If the long 19th century was the century of progress implied in official narratives and the defeat of Nazi Germany the pinnacle of that process, then we are still left with an interpretive dilemma. Did the French Revolution ultimately succeed? Or more generally from a world historical perspective did the ideology of that Revolution prevail? The answer to those questions depends very much on how one defines the essence of the French Revolution and what ideology one ascribes to it.

This is where Pauwels’ account begins. It is certainly the most provocative portion of the book and yet the most problematic, too. While it is uncontroversial to point out that the French Revolution failed no later than when Napoleon Bonaparte seized power and established the First Empire and equally uncontroversial to recognise the Congress of Vienna as the central event in the restoration of monarchy in Europe, it is a substantial departure from received interpretation to say that the European ruling class was driven all the way to 1914 by the desire to reverse the political, social and economic developments of the 19th century, especially its democratising features. Such an assertion requires a concept of interpretation that is explicitly denied in popular history and orthodox scholarship.

Quigley’s contention that the Milner Group, a relatively small clique in the British imperial elite who gathered under the auspices of Cecil Rhodes and were supported by his legacy; e.g., the Rhodes Trust, is relegated to the margins of so-called theories of “conspiracy”. For instance, Quigley claims that the infamous “appeasement” by Neville Chamberlain in Munich was not a weak faith placed by the British prime minister in a duplicitous Hitler but the occasion for a tactical agreement not to act against Germany in Czechoslovakia (or later in Poland) in order to make a Nazi invasion of the Soviet Union as easy as possible. He then argues that the reversal of this policy—which resulted in Churchill replacing him—was due inter alia to dissent and power struggles within the British ruling class which aimed to displace the Milner Group from its privileged position in British imperial policy.

The objection to this description of events relies primarily on the apparent absence of evidence deemed legitimate but more importantly on the defence of the official narrative that aside from the wayward Prince of Wales (Edward VIII) and the visible British fascists (e.g. Mosely) ((Sir Oswald Mosley (1896-1980), founder and leader of the British Union of Fascists.)) there could not have been any official policy that would have supported Hitler’s occupation of countries with whom Britain had mutual defence or assistance pacts. In other words, it is not the plausibility of such an interpretation, given widespread ruling class support for Hitler and Mussolini (the latter being generously funded by British SIS from the time Italy joined the Entente against Germany in the First World War), ((Mussolini was receiving GBP 100 per week (approx. GBP 6,000 today) from the British secret service starting in 1917.)) that is at issue but the acceptability or better said the coherence of the interpretation with the entire World War II narrative.

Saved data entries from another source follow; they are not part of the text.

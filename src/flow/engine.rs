//! The question flow engine: step lookup, prompt rendering and answer
//! validation over an immutable list of [`QuestionStep`]s.

use std::collections::HashSet;

use serde::Serialize;
use tracing::warn;

use super::answers::{AnswerValue, CollectedAnswers};
use super::catalog::FlowKind;
use super::step::QuestionStep;
use super::template;
use super::validate::{ChoiceOption, Validation};
use crate::error::FlowError;

/// A rendered question, ready to show.
#[derive(Debug, Clone, PartialEq, Eq, Serialize)]
pub struct Question {
    pub step: usize,
    pub total_steps: usize,
    pub field: String,
    pub prompt: String,
    #[serde(skip_serializing_if = "Option::is_none")]
    pub explanation: Option<String>,
    #[serde(skip_serializing_if = "Vec::is_empty")]
    pub options: Vec<ChoiceOption>,
}

/// Result of checking one answer against a step.
#[derive(Debug, Clone, PartialEq, Eq)]
pub enum AnswerCheck {
    /// Store `value` under `field`; `message` is the rendered acknowledgement.
    Accepted {
        field: String,
        value: AnswerValue,
        message: Option<String>,
    },
    /// Re-prompt the same step.
    Rejected { message: String },
    /// Show `message`, then the same step again.
    Detour { message: String },
}

impl AnswerCheck {
    pub fn is_accepted(&self) -> bool {
        matches!(self, Self::Accepted { .. })
    }

    /// The user-facing message carried by any outcome.
    pub fn message(&self) -> Option<&str> {
        match self {
            Self::Accepted { message, .. } => message.as_deref(),
            Self::Rejected { message } | Self::Detour { message } => Some(message),
        }
    }
}

/// An immutable, ordered questionnaire.
#[derive(Debug, Clone)]
pub struct QuestionFlow {
    kind: FlowKind,
    steps: Vec<QuestionStep>,
}

impl QuestionFlow {
    /// Build a flow, checking the question table for authoring errors:
    /// empty tables, duplicate fields, and templates that reference a field
    /// before the step that collects it.
    pub fn new(kind: FlowKind, steps: Vec<QuestionStep>) -> Result<Self, FlowError> {
        let flow = kind.to_string();
        if steps.is_empty() {
            return Err(FlowError::Empty { flow });
        }

        let mut seen: HashSet<&str> = HashSet::new();
        for (index, step) in steps.iter().enumerate() {
            let unresolved = template::placeholders(&step.prompt)
                .into_iter()
                .chain(
                    step.explanation
                        .as_deref()
                        .map(template::placeholders)
                        .unwrap_or_default(),
                )
                .find(|p| !seen.contains(p));
            if let Some(placeholder) = unresolved {
                return Err(FlowError::UnresolvedPlaceholder {
                    flow,
                    step: index,
                    field: step.field.clone(),
                    placeholder: placeholder.to_string(),
                });
            }

            if !seen.insert(step.field.as_str()) {
                return Err(FlowError::DuplicateField {
                    flow,
                    field: step.field.clone(),
                });
            }

            // Success messages render after this step's answer is stored.
            if let Some(success) = &step.success {
                if let Some(placeholder) = template::placeholders(success)
                    .into_iter()
                    .find(|p| !seen.contains(p))
                {
                    return Err(FlowError::UnresolvedPlaceholder {
                        flow,
                        step: index,
                        field: step.field.clone(),
                        placeholder: placeholder.to_string(),
                    });
                }
            }

            let is_choice = matches!(step.rule, super::validate::AnswerRule::Choice { .. });
            if is_choice && step.options.is_empty() {
                return Err(FlowError::InvalidStep {
                    flow,
                    step: index,
                    field: step.field.clone(),
                    reason: "choice step has no options".into(),
                });
            }
        }

        Ok(Self { kind, steps })
    }

    pub fn kind(&self) -> FlowKind {
        self.kind
    }

    pub fn len(&self) -> usize {
        self.steps.len()
    }

    pub fn is_empty(&self) -> bool {
        self.steps.is_empty()
    }

    pub fn steps(&self) -> &[QuestionStep] {
        &self.steps
    }

    /// Every declared field, in step order.
    pub fn fields(&self) -> impl Iterator<Item = &str> {
        self.steps.iter().map(|s| s.field.as_str())
    }

    /// Declared fields that `answers` does not contain yet.
    pub fn missing_fields(&self, answers: &CollectedAnswers) -> Vec<String> {
        self.fields()
            .filter(|f| !answers.contains(f))
            .map(String::from)
            .collect()
    }

    /// Stored answers that their step would not accept, as
    /// `(field, message)` in step order. A value that only triggers a
    /// detour counts as not accepted.
    pub fn invalid_answers(&self, answers: &CollectedAnswers) -> Vec<(String, String)> {
        self.steps
            .iter()
            .filter_map(|def| {
                let value = answers.get(&def.field)?;
                match def.rule.validate(&value.to_string(), &def.options, answers) {
                    Validation::Valid { .. } => None,
                    Validation::Invalid { message } | Validation::Detour { message } => {
                        Some((def.field.clone(), message))
                    }
                }
            })
            .collect()
    }

    /// True once `step` has moved past the last question.
    pub fn is_complete(&self, step: usize) -> bool {
        step >= self.steps.len()
    }

    /// Render the question at `step`, clamped to the last step.
    ///
    /// Placeholders with no answer are left in the text and logged; they
    /// mean a caller skipped a step.
    pub fn question(&self, step: usize, answers: &CollectedAnswers) -> Question {
        let index = step.min(self.steps.len() - 1);
        let def = &self.steps[index];

        let prompt = template::render(&def.prompt, answers);
        if !prompt.unresolved.is_empty() {
            warn!(
                flow = %self.kind,
                step = index,
                unresolved = ?prompt.unresolved,
                "Question rendered with unresolved placeholders"
            );
        }

        Question {
            step: index,
            total_steps: self.steps.len(),
            field: def.field.clone(),
            prompt: prompt.text,
            explanation: def
                .explanation
                .as_deref()
                .map(|e| template::render(e, answers).text),
            options: def.options.clone(),
        }
    }

    /// Validate `raw` as the answer to `step`. Never mutates `answers`.
    pub fn validate_answer(
        &self,
        step: usize,
        raw: &str,
        answers: &CollectedAnswers,
    ) -> AnswerCheck {
        let Some(def) = self.steps.get(step) else {
            return AnswerCheck::Rejected {
                message: "Interview already complete.".into(),
            };
        };

        match def.rule.validate(raw, &def.options, answers) {
            Validation::Valid { value } => {
                let message = def.success.as_deref().map(|tpl| {
                    let with_current = answers.clone().with(def.field.as_str(), value.clone());
                    template::render(tpl, &with_current).text
                });
                AnswerCheck::Accepted {
                    field: def.field.clone(),
                    value,
                    message,
                }
            }
            Validation::Invalid { message } => AnswerCheck::Rejected { message },
            Validation::Detour { message } => AnswerCheck::Detour { message },
        }
    }
}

Quigley certainly demonstrates the plausibility—not only on the basis of his history of the Milner Group to which Chamberlain was at least connected. He offers his interpretation—although neither a communist nor a supporter of the Soviet Union—based on the actual course of events. In fact, this interpretation was implicitly shared by Joseph Davies, while serving as US Ambassador to the Soviet Union. ((Joseph E. Davies, Mission to Moscow, 1941.)) Davies explicitly observed that right-wing interests prevailing in the British and French governments of the day were adamantly opposed to the Soviet Union and were just as adamant in their hopes that Germany would solve the “problem” of Bolshevism in Europe. However, the interpretation of World War II—at least in the West—focuses, almost counterfactually, upon the opposition to Nazi Germany and at least until 1945 the view of the Soviet Union as an ally against Nazism. I say counterfactually because until 1944 the only country waging serious war against Nazism in Europe was the Soviet Union. ((It is commonly believed that the US war aims were directed against the Axis powers as a whole. This is mistaken. The US war in the Pacific was a logical extension of its Manifest Destiny and territorial ambitions enhanced by its conquest of Spain’s Pacific colony, The Philippines. Tokyo was seen by Washington as a serious obstacle to US expansion. On the other hand, the US only became a belligerent in Europe when Hitler declared war on the US after the attack on Pearl Harbor. The promised “second front” against Hitler was only opened once it became clear to the US regime that the Soviet Union would defeat Germany. For a discussion of US imperialism in the Pacific, see Bruce Cumings, Dominion from Sea to Sea, 2010.))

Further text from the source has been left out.